Le isole seducono, ma allo stesso tempo nascondono al meglio anche le nostre inquietudini. Ancora una volta, da un isola Tito non resiste alla tentazione di scrivere all’amico Paolo Ciampi. Paolo risponde da casa sua, in Toscana o dal silenzio degli Appennini, divagando e facendo il cacciatore di etimologie. Spesso eludendo, volutamente, i ragionamenti su questo mondo, attraverso elenchi di nomi delle cose, dei luoghi (e sulle storie che quei luoghi racchiudono). Elenchi che servono a far capire che si può provare a resistere, nonostante tutto e soprattutto che si potrà sempre resistere finché ci saranno libri da leggere, intesi come riserve contro l’inverno dello spirito.

Divagare con parole capaci di lenire le delusioni e sostituire, così, allo sdegno e all’indignazione la forza di continuare a progettare futuro.

Scambio di vedute tra due uomini tanto diversi che diventa canto e controcanto, tra richiami all’arte e alla poesia, ai libri, alle parole a cui hanno dovuto aggrapparsi i poeti e gli scrittori. Scambio di opinioni tra due uomini divisi dall’anagrafe e dalle parabole della politica: uno che ha creduto fino in fondo nelle possibilità della politica e perfino nella forza dell’utopia, l’altro che ha trovato ben poco a cui aggrapparsi.

Due uomini alle prese con il loro sconforto e così lontani, eppure uniti dall’amore per i viaggi come per i libri ed entrambi feriti da una Italia che sembra aver smarrito il senso della propria identità e della propria storia. Due viaggiatori dal cuore grande, e dalle penne agili e felici, che riescono a ritrovarsi insieme con ironia e leggerezza, come se da tante macerie potesse di nuovo spuntare un’altra speranza, fosse pure solo un altro viaggio, un altro orizzonte.

È costante l’invito in queste cartoline a fermarsi a riflettere e pensare, per ascoltare meglio il mondo. Poco importa se tra il silenzio del mare o dei boschi o di un convento.
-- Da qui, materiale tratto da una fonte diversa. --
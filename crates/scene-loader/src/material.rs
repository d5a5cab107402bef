use std::{collections::BTreeMap, sync::Arc};

use serde_json::Value;

use crate::{
    index::AssetIndex,
    node::UserData,
    texture::{
        NormalTextureInfo, OcclusionTextureInfo, ShadingShiftTextureInfo, TextureAsset, TextureInfo,
    },
};

/// Lighting model of a resolved material.
#[derive(Debug, Clone, PartialEq, Eq, Default)]
pub enum MaterialKind {
    /// The metallic-roughness model of glTF core.
    #[default]
    Standard,
    /// Metallic-roughness with the KHR_materials_* extensions.
    Physical,
    /// KHR_materials_unlit. The simplest lighting model.
    Unlit,
    /// Lighting model for VRM.
    MToon,
    /// A model contributed by a third-party plugin.
    Custom(String),
}

#[derive(Debug, Clone, Copy, Default, PartialEq)]
pub enum MaterialAlphaMode {
    #[default]
    Opaque,
    // Alpha cutoff
    Mask(f32),
    Blend,
}

impl MaterialAlphaMode {
    pub fn transparent(&self) -> bool {
        matches!(self, MaterialAlphaMode::Blend)
    }

    pub fn depth_write(&self) -> bool {
        !self.transparent()
    }
}

#[derive(Debug, Clone, Default)]
pub struct ClearcoatParams {
    pub factor: f32,
    pub texture: Option<TextureInfo>,
    pub roughness_factor: f32,
    pub roughness_texture: Option<TextureInfo>,
    pub normal_texture: Option<NormalTextureInfo>,
}

#[derive(Debug, Clone, Default)]
pub struct SheenParams {
    pub color_factor: [f32; 3],
    pub color_texture: Option<TextureInfo>,
    pub roughness_factor: f32,
    pub roughness_texture: Option<TextureInfo>,
}

#[derive(Debug, Clone, Default)]
pub struct TransmissionParams {
    pub factor: f32,
    pub texture: Option<TextureInfo>,
}

#[derive(Debug, Clone)]
pub struct VolumeParams {
    pub thickness_factor: f32,
    pub thickness_texture: Option<TextureInfo>,
    pub attenuation_distance: f32,
    pub attenuation_color: [f32; 3],
}

impl Default for VolumeParams {
    fn default() -> Self {
        Self {
            thickness_factor: 0.0,
            thickness_texture: None,
            attenuation_distance: f32::INFINITY,
            attenuation_color: [1.0, 1.0, 1.0],
        }
    }
}

#[derive(Debug, Clone)]
pub struct SpecularParams {
    pub factor: f32,
    pub texture: Option<TextureInfo>,
    pub color_factor: [f32; 3],
    pub color_texture: Option<TextureInfo>,
}

impl Default for SpecularParams {
    fn default() -> Self {
        Self {
            factor: 1.0,
            texture: None,
            color_factor: [1.0, 1.0, 1.0],
            color_texture: None,
        }
    }
}

#[derive(Debug, Clone, Default)]
pub struct AnisotropyParams {
    pub strength: f32,
    pub rotation: f32,
    pub texture: Option<TextureInfo>,
}

#[derive(Debug, Clone)]
pub struct IridescenceParams {
    pub factor: f32,
    pub texture: Option<TextureInfo>,
    pub ior: f32,
    pub thickness_range: [f32; 2],
    pub thickness_texture: Option<TextureInfo>,
}

impl Default for IridescenceParams {
    fn default() -> Self {
        Self {
            factor: 0.0,
            texture: None,
            ior: 1.3,
            thickness_range: [100.0, 400.0],
            thickness_texture: None,
        }
    }
}

#[derive(Debug, Clone)]
pub struct BumpParams {
    pub factor: f32,
    pub texture: Option<TextureInfo>,
}

impl Default for BumpParams {
    fn default() -> Self {
        Self {
            factor: 1.0,
            texture: None,
        }
    }
}

#[derive(Debug, Clone, Copy, Default, PartialEq, Eq)]
pub enum OutlineWidthMode {
    #[default]
    None,
    WorldCoordinates,
    ScreenCoordinates,
}

#[derive(Debug, Clone, Default)]
pub struct UvAnimation {
    pub mask_texture: Option<TextureInfo>,
    pub scroll_x_speed_factor: f32,
    pub scroll_y_speed_factor: f32,
    pub rotation_speed_factor: f32,
}

/// Parameters of VRMC_materials_mtoon.
#[derive(Debug, Clone)]
pub struct MToonParams {
    pub transparent_with_z_write: bool,
    pub render_queue_offset_number: isize,
    pub shade_color_factor: [f32; 3],
    pub shade_multiply_texture: Option<TextureInfo>,
    pub shading_shift_factor: f32,
    pub shading_shift_texture: Option<ShadingShiftTextureInfo>,
    pub shading_toony_factor: f32,
    pub gi_equalization_factor: f32,
    pub matcap_factor: [f32; 3],
    pub matcap_texture: Option<TextureInfo>,
    pub parametric_rim_color_factor: [f32; 3],
    pub parametric_rim_fresnel_power_factor: f32,
    pub parametric_rim_lift_factor: f32,
    pub rim_multiply_texture: Option<TextureInfo>,
    pub rim_lighting_mix_factor: f32,
    pub outline_width_mode: OutlineWidthMode,
    pub outline_width_factor: f32,
    pub outline_width_multiply_texture: Option<TextureInfo>,
    pub outline_color_factor: [f32; 3],
    pub outline_lighting_mix_factor: f32,
    pub uv_animation: UvAnimation,
}

/// One contribution of an extension plugin to a material's parameters.
#[derive(Debug, Clone)]
pub enum MaterialExtensionData {
    Clearcoat(ClearcoatParams),
    Sheen(SheenParams),
    Transmission(TransmissionParams),
    Volume(VolumeParams),
    Ior(f32),
    Specular(SpecularParams),
    Anisotropy(AnisotropyParams),
    Iridescence(IridescenceParams),
    Dispersion(f32),
    EmissiveStrength(f32),
    Bump(BumpParams),
    MToon(Box<MToonParams>),
    Custom { name: String, value: Value },
}

#[derive(Debug, Clone)]
pub struct MaterialAsset {
    /// `None` for the default material of primitives without one.
    pub id: Option<AssetIndex>,
    pub name: Option<String>,
    pub kind: MaterialKind,
    pub base_color_factor: [f32; 4],
    pub base_color_texture: Option<TextureInfo>,
    pub metallic_factor: f32,
    pub roughness_factor: f32,
    pub metallic_roughness_texture: Option<TextureInfo>,
    pub normal_texture: Option<NormalTextureInfo>,
    pub occlusion_texture: Option<OcclusionTextureInfo>,
    pub emissive_texture: Option<TextureInfo>,
    pub emissive_factor: [f32; 3],
    pub emissive_strength: f32,
    pub alpha_mode: MaterialAlphaMode,
    pub double_sided: bool,
    pub clearcoat: Option<ClearcoatParams>,
    pub sheen: Option<SheenParams>,
    pub transmission: Option<TransmissionParams>,
    pub volume: Option<VolumeParams>,
    pub ior: Option<f32>,
    pub specular: Option<SpecularParams>,
    pub anisotropy: Option<AnisotropyParams>,
    pub iridescence: Option<IridescenceParams>,
    pub dispersion: Option<f32>,
    pub bump: Option<BumpParams>,
    pub toon: Option<Box<MToonParams>>,
    /// Parameters contributed by third-party plugins, by extension name.
    pub custom: BTreeMap<String, Value>,
    pub user_data: UserData,
}

impl Default for MaterialAsset {
    fn default() -> Self {
        Self {
            id: None,
            name: None,
            kind: MaterialKind::Standard,
            base_color_factor: [1.0, 1.0, 1.0, 1.0],
            base_color_texture: None,
            metallic_factor: 1.0,
            roughness_factor: 1.0,
            metallic_roughness_texture: None,
            normal_texture: None,
            occlusion_texture: None,
            emissive_texture: None,
            emissive_factor: [0.0, 0.0, 0.0],
            emissive_strength: 1.0,
            alpha_mode: MaterialAlphaMode::Opaque,
            double_sided: false,
            clearcoat: None,
            sheen: None,
            transmission: None,
            volume: None,
            ior: None,
            specular: None,
            anisotropy: None,
            iridescence: None,
            dispersion: None,
            bump: None,
            toon: None,
            custom: BTreeMap::new(),
            user_data: UserData::default(),
        }
    }
}

impl MaterialAsset {
    pub fn apply(&mut self, extension: MaterialExtensionData) {
        match extension {
            MaterialExtensionData::Clearcoat(params) => self.clearcoat = Some(params),
            MaterialExtensionData::Sheen(params) => self.sheen = Some(params),
            MaterialExtensionData::Transmission(params) => self.transmission = Some(params),
            MaterialExtensionData::Volume(params) => self.volume = Some(params),
            MaterialExtensionData::Ior(ior) => self.ior = Some(ior),
            MaterialExtensionData::Specular(params) => self.specular = Some(params),
            MaterialExtensionData::Anisotropy(params) => self.anisotropy = Some(params),
            MaterialExtensionData::Iridescence(params) => self.iridescence = Some(params),
            MaterialExtensionData::Dispersion(dispersion) => self.dispersion = Some(dispersion),
            MaterialExtensionData::EmissiveStrength(strength) => self.emissive_strength = strength,
            MaterialExtensionData::Bump(params) => self.bump = Some(params),
            MaterialExtensionData::MToon(params) => self.toon = Some(params),
            MaterialExtensionData::Custom { name, value } => {
                self.custom.insert(name, value);
            }
        }
    }

    /// Every texture bound to any slot of this material.
    pub fn textures(&self) -> Vec<Arc<TextureAsset>> {
        let mut infos: Vec<&TextureInfo> = Vec::new();
        infos.extend(self.base_color_texture.iter());
        infos.extend(self.metallic_roughness_texture.iter());
        infos.extend(self.normal_texture.iter().map(|info| &info.info));
        infos.extend(self.occlusion_texture.iter().map(|info| &info.info));
        infos.extend(self.emissive_texture.iter());
        if let Some(clearcoat) = &self.clearcoat {
            infos.extend(clearcoat.texture.iter());
            infos.extend(clearcoat.roughness_texture.iter());
            infos.extend(clearcoat.normal_texture.iter().map(|info| &info.info));
        }
        if let Some(sheen) = &self.sheen {
            infos.extend(sheen.color_texture.iter());
            infos.extend(sheen.roughness_texture.iter());
        }
        if let Some(transmission) = &self.transmission {
            infos.extend(transmission.texture.iter());
        }
        if let Some(volume) = &self.volume {
            infos.extend(volume.thickness_texture.iter());
        }
        if let Some(specular) = &self.specular {
            infos.extend(specular.texture.iter());
            infos.extend(specular.color_texture.iter());
        }
        if let Some(anisotropy) = &self.anisotropy {
            infos.extend(anisotropy.texture.iter());
        }
        if let Some(iridescence) = &self.iridescence {
            infos.extend(iridescence.texture.iter());
            infos.extend(iridescence.thickness_texture.iter());
        }
        if let Some(bump) = &self.bump {
            infos.extend(bump.texture.iter());
        }
        if let Some(toon) = &self.toon {
            infos.extend(toon.shade_multiply_texture.iter());
            infos.extend(toon.shading_shift_texture.iter().map(|info| &info.info));
            infos.extend(toon.matcap_texture.iter());
            infos.extend(toon.rim_multiply_texture.iter());
            infos.extend(toon.outline_width_multiply_texture.iter());
            infos.extend(toon.uv_animation.mask_texture.iter());
        }
        infos.into_iter().map(|info| info.texture.clone()).collect()
    }
}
La fuga iniziale diventa l’unica via di scampo per salvarsi, il solo modo, alla fine, per recuperare, per riprendere a lottare. Messe l’una dietro l’altra queste cartoline diventano il viatico per riflettere assieme e per uscire dal labirinto e dal buio del tunnel di questo presente.

Viviamo tempi complicati e difficili e, in tempi come questi – lo apprendiamo dalle cartoline – servono parole. Parole che siano conforto e consolazione ma, soprattutto, parole che con un “effetto farfalla” siano capaci di mettersi in viaggio, di metterci in viaggio. Parole per iniziare ad avere possibilità e iniziare a coltivare ancora quell’idea di futuro. Perché è proprio quando le cose vanno peggio che si può davvero ripartire.

Questo fanno le cartoline che si scambiano Tito Barbini e Paolo Ciampi, un anno prima che una pandemia mondiale e una emergenza sanitaria ci mettesse tutti quanti in ginocchio. Di parola in parola, di cartolina in cartolina, le amarezze si affievoliscono e le inquietudini lasciano il posto alla speranza. I loro scambi di vedute e opinioni, nel tempo in cui abbiamo disimparato ad ascoltare, ci insegnano non solo la pratica all’ascolto dell’altro, ma che sincerità e gentilezza, unite alla giusta distanza, sono le parole chiave per iniziare a ricominciare e ricostruire e ripartire.